About this exercise: The response must consist of all the records, retyped exactly.

[Extracted records]
== Segment start ==

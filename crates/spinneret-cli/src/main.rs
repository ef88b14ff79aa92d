//! spinneret - LLM-driven scraper synthesis CLI
//!
//! ## Commands
//!
//! - `analyze`: Browse a site and print the structured analysis report
//! - `generate`: Synthesize a scraper for a site and repair it until it passes
//! - `run`: Execute an accepted scraper without a time budget

use std::path::PathBuf;
use std::sync::Arc;

use anyhow::{bail, Context, Result};
use clap::{Parser, Subcommand};
use tracing::Level;
use uuid::Uuid;

use spinneret_core::{
    init_tracing, open_accepted, FieldSpec, LlmConfig, LlmNavigator, NavigatorConfig,
    OpenRouterClient, ProcessSandbox, ReleaseRunner, RunnerConfig, ScrapeTask, SiteAnalyzer,
    TaskConfig, Verdict,
};

#[derive(Parser)]
#[command(name = "spinneret")]
#[command(version = env!("CARGO_PKG_VERSION"))]
#[command(about = "Generate, test and repair web scrapers with LLM agents", long_about = None)]
struct Cli {
    /// Enable verbose output
    #[arg(short, long, global = true)]
    verbose: bool,

    /// Emit JSON-formatted log lines
    #[arg(long, global = true)]
    json: bool,

    #[command(subcommand)]
    command: Commands,
}

#[derive(Subcommand)]
enum Commands {
    /// Browse a site and print the structured analysis report
    Analyze {
        /// Target URL to analyze
        url: String,

        /// Link-following depth
        #[arg(long, default_value = "3")]
        max_depth: usize,

        /// Pages analyzed per depth level
        #[arg(long, default_value = "5")]
        max_links: usize,
    },

    /// Synthesize a scraper and drive the test-and-repair loop
    Generate {
        /// Target URL to scrape
        url: String,

        /// Field to extract, as name:kind (kinds: text, number, boolean).
        /// Repeatable. Derived from the analysis when omitted.
        #[arg(short, long = "field")]
        fields: Vec<String>,

        /// Maximum candidates tested before giving up
        #[arg(long, default_value = "10")]
        budget: u32,

        /// Per-test wall-clock budget in seconds
        #[arg(long, default_value = "120")]
        timeout: u64,

        /// Fraction of fields that must populate for acceptance
        #[arg(long, default_value = "1.0")]
        threshold: f32,

        /// Directory under which the project directory is created
        #[arg(long, default_value = "output")]
        output_root: PathBuf,
    },

    /// Execute an accepted scraper without a time budget
    Run {
        /// Project directory produced by `generate`
        project: PathBuf,
    },
}

#[tokio::main]
async fn main() -> Result<()> {
    let cli = Cli::parse();

    let level = if cli.verbose {
        Level::DEBUG
    } else {
        Level::INFO
    };
    init_tracing(cli.json, level);

    match cli.command {
        Commands::Analyze {
            url,
            max_depth,
            max_links,
        } => cmd_analyze(&url, max_depth, max_links).await,
        Commands::Generate {
            url,
            fields,
            budget,
            timeout,
            threshold,
            output_root,
        } => cmd_generate(&url, &fields, budget, timeout, threshold, output_root).await,
        Commands::Run { project } => cmd_run(&project).await,
    }
}

async fn cmd_analyze(url: &str, max_depth: usize, max_links: usize) -> Result<()> {
    let llm = Arc::new(OpenRouterClient::new(
        LlmConfig::from_env().context("LLM credentials missing")?,
    ));
    let navigator = LlmNavigator::new(
        llm,
        NavigatorConfig {
            max_depth,
            max_links,
        },
    );

    let report = navigator
        .analyze(url)
        .await
        .with_context(|| format!("analysis of {url} failed"))?;
    println!("{}", serde_json::to_string_pretty(&report)?);
    Ok(())
}

async fn cmd_generate(
    url: &str,
    field_entries: &[String],
    budget: u32,
    timeout: u64,
    threshold: f32,
    output_root: PathBuf,
) -> Result<()> {
    let config = TaskConfig {
        max_iterations: budget,
        test_timeout_secs: timeout,
        threshold,
        output_root,
    };

    let mut task = ScrapeTask::new(url, config).context("failed to set up the task")?;
    task.analyze()
        .await
        .with_context(|| format!("analysis of {url} failed"))?;

    if field_entries.is_empty() {
        let derived = task.set_fields_from_analysis()?;
        let names: Vec<&str> = derived.names().collect();
        println!("Fields derived from analysis: {}", names.join(", "));
    } else {
        task.set_fields(FieldSpec::parse_entries(field_entries)?)?;
    }

    let report = task.generate().await.context("generation aborted")?;

    let project_root = task
        .project()
        .map(|p| p.root().display().to_string())
        .unwrap_or_default();

    match report.verdict {
        Verdict::Accepted => {
            println!(
                "Accepted generation {} after {} test run(s): {} record(s), {:.0}% coverage",
                report.final_program.generation,
                report.iterations_used,
                report.final_result.records,
                report.final_result.coverage * 100.0,
            );
            println!("Project: {project_root}");
            println!("Release with: spinneret run {project_root}");
            Ok(())
        }
        Verdict::Exhausted => {
            println!(
                "Budget of {} exhausted; last candidate scraped {} record(s) at {:.0}% coverage",
                report.iterations_used,
                report.final_result.records,
                report.final_result.coverage * 100.0,
            );
            println!("Logs and candidates kept under {project_root}");
            bail!("no candidate accepted within the iteration budget");
        }
    }
}

async fn cmd_run(project: &PathBuf) -> Result<()> {
    let (project, _report) =
        open_accepted(project).context("project has no accepted scraper")?;

    let sandbox = Arc::new(ProcessSandbox::new(RunnerConfig::default())?);
    let result = ReleaseRunner::new(sandbox)
        .run(Uuid::new_v4(), &project)
        .await
        .context("release run failed")?;

    println!(
        "Scraped {} record(s) in {:.1}s; output at {}",
        result.records,
        result.duration_ms as f64 / 1000.0,
        project.records_path().display(),
    );
    Ok(())
}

== Segment end ==

Result for this task:
filename crates/spinneret-cli/src/main.rs
repository ef88b14ff79aa92d
//! spinneret - LLM-driven scraper synthesis CLI
//!
//! ## Commands
//!
//! - `analyze`: Browse a site and print the structured analysis report
//! - `generate`: Synthesize a scraper for a site and repair it until it passes
//! - `run`: Execute an accepted scraper without a time budget

use std::path::PathBuf;
use std::sync::Arc;

use anyhow::{bail, Context, Result};
use clap::{Parser, Subcommand};
use tracing::Level;
use uuid::Uuid;

use spinneret_core::{
    init_tracing, open_accepted, FieldSpec, LlmConfig, LlmNavigator, NavigatorConfig,
    OpenRouterClient, ProcessSandbox, ReleaseRunner, RunnerConfig, ScrapeTask, SiteAnalyzer,
    TaskConfig, Verdict,
};

#[derive(Parser)]
#[command(name = "spinneret")]
#[command(version = env!("CARGO_PKG_VERSION"))]
#[command(about = "Generate, test and repair web scrapers with LLM agents", long_about = None)]
struct Cli {
    /// Enable verbose output
    #[arg(short, long, global = true)]
    verbose: bool,

    /// Emit JSON-formatted log lines
    #[arg(long, global = true)]
    json: bool,

    #[command(subcommand)]
    command: Commands,
}

#[derive(Subcommand)]
enum Commands {
    /// Browse a site and print the structured analysis report
    Analyze {
        /// Target URL to analyze
        url: String,

        /// Link-following depth
        #[arg(long, default_value = "3")]
        max_depth: usize,

        /// Pages analyzed per depth level
        #[arg(long, default_value = "5")]
        max_links: usize,
    },

    /// Synthesize a scraper and drive the test-and-repair loop
    Generate {
        /// Target URL to scrape
        url: String,

        /// Field to extract, as name:kind (kinds: text, number, boolean).
        /// Repeatable. Derived from the analysis when omitted.
        #[arg(short, long = "field")]
        fields: Vec<String>,

        /// Maximum candidates tested before giving up
        #[arg(long, default_value = "10")]
        budget: u32,

        /// Per-test wall-clock budget in seconds
        #[arg(long, default_value = "120")]
        timeout: u64,

        /// Fraction of fields that must populate for acceptance
        #[arg(long, default_value = "1.0")]
        threshold: f32,

        /// Directory under which the project directory is created
        #[arg(long, default_value = "output")]
        output_root: PathBuf,
    },

    /// Execute an accepted scraper without a time budget
    Run {
        /// Project directory produced by `generate`
        project: PathBuf,
    },
}

#[tokio::main]
async fn main() -> Result<()> {
    let cli = Cli::parse();

    let level = if cli.verbose {
        Level::DEBUG
    } else {
        Level::INFO
    };
    init_tracing(cli.json, level);

    match cli.command {
        Commands::Analyze {
            url,
            max_depth,
            max_links,
        } => cmd_analyze(&url, max_depth, max_links).await,
        Commands::Generate {
            url,
            fields,
            budget,
            timeout,
            threshold,
            output_root,
        } => cmd_generate(&url, &fields, budget, timeout, threshold, output_root).await,
        Commands::Run { project } => cmd_run(&project).await,
    }
}

async fn cmd_analyze(url: &str, max_depth: usize, max_links: usize) -> Result<()> {
    let llm = Arc::new(OpenRouterClient::new(
        LlmConfig::from_env().context("LLM credentials missing")?,
    ));
    let navigator = LlmNavigator::new(
        llm,
        NavigatorConfig {
            max_depth,
            max_links,
        },
    );

    let report = navigator
        .analyze(url)
        .await
        .with_context(|| format!("analysis of {url} failed"))?;
    println!("{}", serde_json::to_string_pretty(&report)?);
    Ok(())
}

async fn cmd_generate(
    url: &str,
    field_entries: &[String],
    budget: u32,
    timeout: u64,
    threshold: f32,
    output_root: PathBuf,
) -> Result<()> {
    let config = TaskConfig {
        max_iterations: budget,
        test_timeout_secs: timeout,
        threshold,
        output_root,
    };

    let mut task = ScrapeTask::new(url, config).context("failed to set up the task")?;
    task.analyze()
        .await
        .with_context(|| format!("analysis of {url} failed"))?;

    if field_entries.is_empty() {
        let derived = task.set_fields_from_analysis()?;
        let names: Vec<&str> = derived.names().collect();
        println!("Fields derived from analysis: {}", names.join(", "));
    } else {
        task.set_fields(FieldSpec::parse_entries(field_entries)?)?;
    }

    let report = task.generate().await.context("generation aborted")?;

    let project_root = task
        .project()
        .map(|p| p.root().display().to_string())
        .unwrap_or_default();

    match report.verdict {
        Verdict::Accepted => {
            println!(
                "Accepted generation {} after {} test run(s): {} record(s), {:.0}% coverage",
                report.final_program.generation,
                report.iterations_used,
                report.final_result.records,
                report.final_result.coverage * 100.0,
            );
            println!("Project: {project_root}");
            println!("Release with: spinneret run {project_root}");
            Ok(())
        }
        Verdict::Exhausted => {
            println!(
                "Budget of {} exhausted; last candidate scraped {} record(s) at {:.0}% coverage",
                report.iterations_used,
                report.final_result.records,
                report.final_result.coverage * 100.0,
            );
            println!("Logs and candidates kept under {project_root}");
            bail!("no candidate accepted within the iteration budget");
        }
    }
}

async fn cmd_run(project: &PathBuf) -> Result<()> {
    let (project, _report) =
        open_accepted(project).context("project has no accepted scraper")?;

    let sandbox = Arc::new(ProcessSandbox::new(RunnerConfig::default())?);
    let result = ReleaseRunner::new(sandbox)
        .run(Uuid::new_v4(), &project)
        .await
        .context("release run failed")?;

    println!(
        "Scraped {} record(s) in {:.1}s; output at {}",
        result.records,
        result.duration_ms as f64 / 1000.0,
        project.records_path().display(),
    );
    Ok(())
}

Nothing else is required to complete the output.